This is the length of the flood in Genesis and of Moses’s fast before he was given the Ten Commandments.
More importantly, it is also the length of Jesus’s stay in the desert before beginning his active ministry.
Lent is a time of awakening; an opportunity to ‘start again’; a chance for renewal and re-commitment.
Above all, it is a call to love in the way that Jesus loved the Father and each of us: continually, and through self-giving.
It is good to remember that Lent is a ‘sober’ but not a ‘sombre’ time.
Indeed, Lent can be a time of gladness when we focus on drawing nearer to God.
Traditional Lenten practices can assist us with this, and our Works of Love can take many forms.
Prayer, repentance and forgiveness, sometimes through the Sacrament of Reconciliation, lie at the heart of our faith.
Fasting can help us develop internal freedom.

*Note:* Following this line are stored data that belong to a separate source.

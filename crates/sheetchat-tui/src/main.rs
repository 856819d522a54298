mod config;
mod input;
mod render;
mod runtime;
mod ui;

use std::path::PathBuf;
use std::sync::Arc;
use std::time::Duration;

use anyhow::{Context, Result};
use clap::Parser;

use sheetchat_core::constants::MIN_POLL_INTERVAL;
use sheetchat_core::store::SqliteStore;
use sheetchat_core::{login, ChatRuntime, SyncConfig};

use crate::config::TuiConfig;
use crate::runtime::run_app;
use crate::ui::App;

#[derive(Parser)]
#[command(name = "sheetchat")]
#[command(about = "Two-party chat over a shared tabular store")]
struct Args {
    /// Path to the shared chat database
    #[arg(long)]
    store: Option<PathBuf>,

    /// Path to JSON config file
    #[arg(long, short = 'c')]
    config: Option<PathBuf>,

    /// Display name to log in with
    #[arg(long)]
    name: Option<String>,

    /// Ten-digit phone number to log in with
    #[arg(long)]
    number: Option<String>,

    /// Open the conversation with this person after login
    #[arg(long)]
    peer: Option<String>,

    /// How often to poll the store, in milliseconds
    #[arg(long)]
    interval_ms: Option<u64>,
}

#[tokio::main]
async fn main() -> Result<()> {
    let args = Args::parse();

    init_tracing()?;

    // Set up panic hook to restore terminal on panic
    let original_hook = std::panic::take_hook();
    std::panic::set_hook(Box::new(move |panic_info| {
        // Restore terminal before showing panic
        let _ = crossterm::terminal::disable_raw_mode();
        let _ = crossterm::execute!(std::io::stdout(), crossterm::terminal::LeaveAlternateScreen);
        eprintln!("\n\n=== PANIC ===");
        eprintln!("{}", panic_info);
        eprintln!("=============\n");
        original_hook(panic_info);
    }));

    let config = TuiConfig::load_or_default(args.config.as_deref())?;

    let store_path = args
        .store
        .or_else(|| config.store_path.clone())
        .unwrap_or_else(default_store_path);
    if let Some(parent) = store_path.parent() {
        if !parent.as_os_str().is_empty() {
            std::fs::create_dir_all(parent).with_context(|| {
                format!("Failed to create store directory: {}", parent.display())
            })?;
        }
    }
    let store = SqliteStore::open(&store_path)
        .with_context(|| format!("Failed to open chat store at {}", store_path.display()))?;

    let mut sync_config = SyncConfig::default();
    if let Some(ms) = args.interval_ms.or(config.poll_interval_ms) {
        let interval = Duration::from_millis(ms).max(MIN_POLL_INTERVAL);
        sync_config = sync_config.with_poll_interval(interval);
    }

    let mut chat_runtime = ChatRuntime::new(Arc::new(store), sync_config);
    let update_rx = chat_runtime
        .take_update_rx()
        .ok_or_else(|| anyhow::anyhow!("Chat runtime already has an active update receiver"))?;
    let mut app = App::new(chat_runtime.handle(), update_rx);
    app.pending_peer_name = args.peer;

    // Flags beat config for identity; a complete one logs in straight away,
    // a partial one just prefills the form.
    let identity_name = args
        .name
        .or_else(|| config.identity.as_ref().map(|i| i.name.clone()));
    let identity_number = args
        .number
        .or_else(|| config.identity.as_ref().map(|i| i.number.clone()));
    match (identity_name, identity_number) {
        (Some(name), Some(number)) => match login(&name, &number) {
            Ok(ctx) => app.enter_session(ctx),
            Err(e) => {
                app.name_input = name;
                app.number_input = number;
                app.login_error = Some(e.to_string());
            }
        },
        (name, number) => {
            if let Some(name) = name {
                app.name_input = name;
            }
            if let Some(number) = number {
                app.number_input = number;
            }
        }
    }

    let mut terminal = ui::init_terminal()?;

    let result = run_app(&mut terminal, &mut app).await;

    chat_runtime.shutdown();

    ui::restore_terminal()?;

    if let Err(err) = result {
        eprintln!("Error: {err}");
    }

    Ok(())
}

/// Logs go to a file so they cannot corrupt the alternate screen.
/// Without `SHEETCHAT_LOG_FILE` in the environment, logging stays off.
fn init_tracing() -> Result<()> {
    use tracing_subscriber::EnvFilter;

    let Ok(path) = std::env::var("SHEETCHAT_LOG_FILE") else {
        return Ok(());
    };
    let file = std::fs::OpenOptions::new()
        .create(true)
        .append(true)
        .open(&path)
        .with_context(|| format!("Failed to open log file: {path}"))?;
    let filter = EnvFilter::try_from_default_env().unwrap_or_else(|_| EnvFilter::new("info"));
    let _ = tracing_subscriber::fmt()
        .with_env_filter(filter)
        .with_writer(Arc::new(file))
        .with_ansi(false)
        .try_init();
    Ok(())
}

fn default_store_path() -> PathBuf {
    dirs::data_dir()
        .map(|dir| dir.join("sheetchat").join("chat.db"))
        .unwrap_or_else(|| PathBuf::from("sheetchat.db"))
}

Almsgiving may prompt us not just to give money, but also time, support and friendship –
and perhaps a listening ear to someone who needs it.
All of these are well-tried ways in which we can co-operate with God.
The season of Lent is also a special time to let God come close to us and let his Holy Spirit work within us:
• To help us examine the way in which we love;
• To touch our minds and hearts, and so help us live according to the values of Jesus himself;
• To reflect on Jesus’s boundless love for us, shown particularly in his Passion, Death and Resurrection;
• To strengthen our resolve to change our focus, putting the interests of others rather than our own self first.

To aid our reflections this Lent we are reproducing, with permission content from St Bueno's outreach.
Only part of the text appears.